As a German language professor, Dr. Ethan Blass knows students are going to make mistakes in his class.

“Mistakes are normal; they’re good, actually — they’re inevitable. Even in our native language we make mistakes. Language develops, it changes, it’s something you should play with. It’s not about always being right. What’s more important than being right is just communicating. It doesn’t matter if you’re making small grammatical mistakes; the main thing is just speaking, and it will come in time,” Blass said.

Blass, who joined the Wartburg College faculty this fall as an assistant professor of German, previously served as a German instructor at the University of Oklahoma in the Department of Modern Languages, Literatures and Linguistics. He earned both his master’s degree and Ph.D. in Germanic studies from the University of Chicago.

As a student, Blass was interested in the history of the German language and its development through the centuries, which has carried over into his teaching today.

Ethan Blass

“I learned a lot about German, but I also learned about English as well since it’s also a Germanic language. As I’m teaching German now, I find myself constantly thinking about the structure of the language and why the grammar is the way that it is.
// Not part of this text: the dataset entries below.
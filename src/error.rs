use actix_web::{http::StatusCode, HttpResponse, ResponseError};
use thiserror::Error;

use crate::handlers::shared::ApiResponse;

#[derive(Error, Debug)]
pub enum AppError {
    #[error("Database error: {0}")]
    DatabaseError(sqlx::Error),

    #[error("Not found: {0}")]
    NotFound(String),

    #[error("Forbidden: {0}")]
    Forbidden(String),

    #[error("Bad request: {0}")]
    BadRequest(String),

    #[error("Conflict: {0}")]
    Conflict(String),

    #[error("Unauthorized access")]
    Unauthorized,

    #[error("Service unavailable: {0}")]
    ServiceUnavailable(String),

    #[error("Internal server error{}", .0.as_ref().map_or("".to_string(), |s| format!(": {}", s)))]
    InternalServerError(Option<String>),
}

impl ResponseError for AppError {
    fn status_code(&self) -> StatusCode {
        match self {
            AppError::DatabaseError(_) => StatusCode::INTERNAL_SERVER_ERROR,
            AppError::NotFound(_) => StatusCode::NOT_FOUND,
            AppError::Forbidden(_) => StatusCode::FORBIDDEN,
            AppError::BadRequest(_) => StatusCode::BAD_REQUEST,
            AppError::Conflict(_) => StatusCode::CONFLICT,
            AppError::Unauthorized => StatusCode::UNAUTHORIZED,
            AppError::ServiceUnavailable(_) => StatusCode::SERVICE_UNAVAILABLE,
            AppError::InternalServerError(_) => StatusCode::INTERNAL_SERVER_ERROR,
        }
    }

    fn error_response(&self) -> HttpResponse {
        let status_code = self.status_code();
        let error_message = self.to_string();

        log::error!(
            "Request failed with status {}: {}",
            status_code,
            error_message
        );

        let response_body = ApiResponse::<()>::error(&error_message);

        HttpResponse::build(status_code).json(response_body)
    }
}

impl From<sqlx::Error> for AppError {
    fn from(error: sqlx::Error) -> Self {
        log::error!("Database error: {}", error);
        AppError::DatabaseError(error)
    }
}

impl From<anyhow::Error> for AppError {
    fn from(error: anyhow::Error) -> Self {
        log::error!("Anyhow error: {}", error);

        // Surface sqlx errors under the database variant when one is wrapped
        if error.is::<sqlx::Error>() {
            match error.downcast::<sqlx::Error>() {
                Ok(sqlx_err) => return AppError::DatabaseError(sqlx_err),
                Err(original_error) => {
                    return AppError::InternalServerError(Some(original_error.to_string()));
                }
            }
        }

        AppError::InternalServerError(Some(error.to_string()))
    }
}

impl AppError {
    pub fn internal_server_error_message(message: impl Into<String>) -> Self {
        AppError::InternalServerError(Some(message.into()))
    }

    pub fn internal_server_error() -> Self {
        AppError::InternalServerError(None)
    }
}
use actix_web::web;

use crate::handlers::invoices;

pub fn configure(cfg: &mut web::ServiceConfig) {
    cfg.service(
        web::scope("/invoices")
            .route("", web::post().to(invoices::create_invoice))
            .route("", web::get().to(invoices::list_invoices))
            .route("/{id}", web::get().to(invoices::get_invoice))
            .route("/{id}/status", web::put().to(invoices::update_invoice_status))
            .route("/{id}", web::delete().to(invoices::delete_invoice)),
    );
}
You understand the grammar much better when you know where it all comes from,” Blass said.

Blass was first introduced to the German language and culture through his love for classical music and while learning to play piano.
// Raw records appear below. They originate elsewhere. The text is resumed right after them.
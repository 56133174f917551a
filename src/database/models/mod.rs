pub mod announcement;
pub mod asset;
pub mod attendance;
pub mod auth;
pub mod balance;
pub mod employee;
pub mod invoice;
pub mod leave;
pub mod macros;

// Re-export all models for easy importing
pub use announcement::*;
pub use asset::*;
pub use attendance::*;
pub use auth::*;
pub use balance::*;
pub use employee::*;
pub use invoice::*;
pub use leave::*;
“I wanted to learn more about the German culture and the language that this music came from,” he said.

Blass was drawn to Wartburg because of the college’s ties to its German heritage. The study abroad trips offered at Wartburg give Blass the opportunity to teach and travel with his students in Germany.
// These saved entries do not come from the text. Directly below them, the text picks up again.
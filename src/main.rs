use actix_cors::Cors;
use actix_web::{get, middleware::Logger, web, App, HttpResponse, HttpServer, Responder};
use anyhow::Result;

use peopledesk::database::{
    init_database,
    repositories::{
        AnnouncementRepository, AssetRepository, AttendanceRepository, EmployeeRepository,
        InvoiceRepository, LeaveBalanceRepository, LeaveRequestRepository,
    },
};
use peopledesk::middleware::RequestIdMiddleware;
use peopledesk::routes;
use peopledesk::services::{AiService, AuthService, HolidayService, LeaveService};
use peopledesk::{AppState, Config};

#[get("/")]
async fn hello() -> impl Responder {
    HttpResponse::Ok().body("PeopleDesk API v1.0")
}

#[get("/health")]
async fn health() -> impl Responder {
    HttpResponse::Ok().json(serde_json::json!({
        "status": "ok",
        "timestamp": chrono::Utc::now()
    }))
}

#[actix_web::main]
async fn main() -> Result<()> {
    // Load environment variables
    dotenvy::dotenv().ok();

    // Initialize logger
    env_logger::init();

    log::info!("Starting PeopleDesk API server...");

    // Load configuration
    let config = Config::from_env()?;
    log::info!(
        "Configuration loaded (environment: {})",
        config.environment
    );

    // Initialize database
    let pool = init_database(&config.database_url).await?;
    log::info!("Database initialized");

    // Initialize repositories and services
    let employee_repository = EmployeeRepository::new(pool.clone());
    let leave_request_repository = LeaveRequestRepository::new(pool.clone());
    let leave_balance_repository = LeaveBalanceRepository::new(pool.clone());
    let attendance_repository = AttendanceRepository::new(pool.clone());
    let announcement_repository = AnnouncementRepository::new(pool.clone());
    let invoice_repository = InvoiceRepository::new(pool.clone());
    let asset_repository = AssetRepository::new(pool.clone());

    let auth_service = AuthService::new(employee_repository.clone(), config.clone());
    let leave_service = LeaveService::new(
        pool.clone(),
        leave_request_repository.clone(),
        leave_balance_repository.clone(),
        employee_repository.clone(),
        config.leave_allotments,
    );
    let ai_service = AiService::new(config.clone());
    let holiday_service = HolidayService::new(config.clone());

    // Create app state and repository data
    let app_state = web::Data::new(AppState { auth_service });
    let employee_repo_data = web::Data::new(employee_repository);
    let leave_request_repo_data = web::Data::new(leave_request_repository);
    let leave_balance_repo_data = web::Data::new(leave_balance_repository);
    let attendance_repo_data = web::Data::new(attendance_repository);
    let announcement_repo_data = web::Data::new(announcement_repository);
    let invoice_repo_data = web::Data::new(invoice_repository);
    let asset_repo_data = web::Data::new(asset_repository);
    let leave_service_data = web::Data::new(leave_service);
    let ai_service_data = web::Data::new(ai_service);
    let holiday_service_data = web::Data::new(holiday_service);
    let config_data = web::Data::new(config.clone());

    let server_address = config.server_address();
    log::info!("Server starting on http://{}", server_address);

    // Start HTTP server
    HttpServer::new(move || {
        App::new()
            .app_data(app_state.clone())
            .app_data(employee_repo_data.clone())
            .app_data(leave_request_repo_data.clone())
            .app_data(leave_balance_repo_data.clone())
            .app_data(attendance_repo_data.clone())
            .app_data(announcement_repo_data.clone())
            .app_data(invoice_repo_data.clone())
            .app_data(asset_repo_data.clone())
            .app_data(leave_service_data.clone())
            .app_data(ai_service_data.clone())
            .app_data(holiday_service_data.clone())
            .app_data(config_data.clone())
            .wrap(
                Cors::default()
                    .allowed_origin(&config.client_base_url)
                    .allowed_methods(vec!["GET", "POST", "PUT", "DELETE", "OPTIONS"])
                    .allowed_headers(vec![
                        "Authorization",
                        "Content-Type",
                        "Accept",
                        "X-Requested-With",
                        "X-Correlation-ID",
                    ])
                    .max_age(3600),
            )
            .wrap(RequestIdMiddleware)
            .wrap(Logger::new(
                r#"%a "%r" %s %b "%{Referer}i" "%{User-Agent}i" %T correlation_id=%{x-correlation-id}o"#,
            ))
            .service(hello)
            .service(health)
            .configure(routes::configure)
    })
    .bind(&server_address)?
    .run()
    .await
    .map_err(|e| anyhow::anyhow!("Server error: {}", e))
}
“I went to a liberal arts college, and I like the kind of community that the liberal arts model fosters where professors really get to know the students and students can get to know their professors,” said Blass, who earned his bachelor’s degree from Middlebury College in Vermont.

In addition to teaching Introduction to the German Language and Culture, Intermediate German courses, and a course on the Holocaust and its representation in art, Blass will combine his passions for the German language and Hollywood cinema into a course on German Culture Through Film.

“I see German as a gateway to all European literature, in a sense,” Blass said. “Something that I got really interested in was traces of canonical German literature, mainly the literature of Johann Wolfgang von Goethe and the use of it in 20th-century cinema.”

Something that Blass would like his peers and students to know about him is that beyond Germany, he also got to live in Siberia for a semester in college. If anyone on campus wants to learn or brush up on Russian, he would love to connect.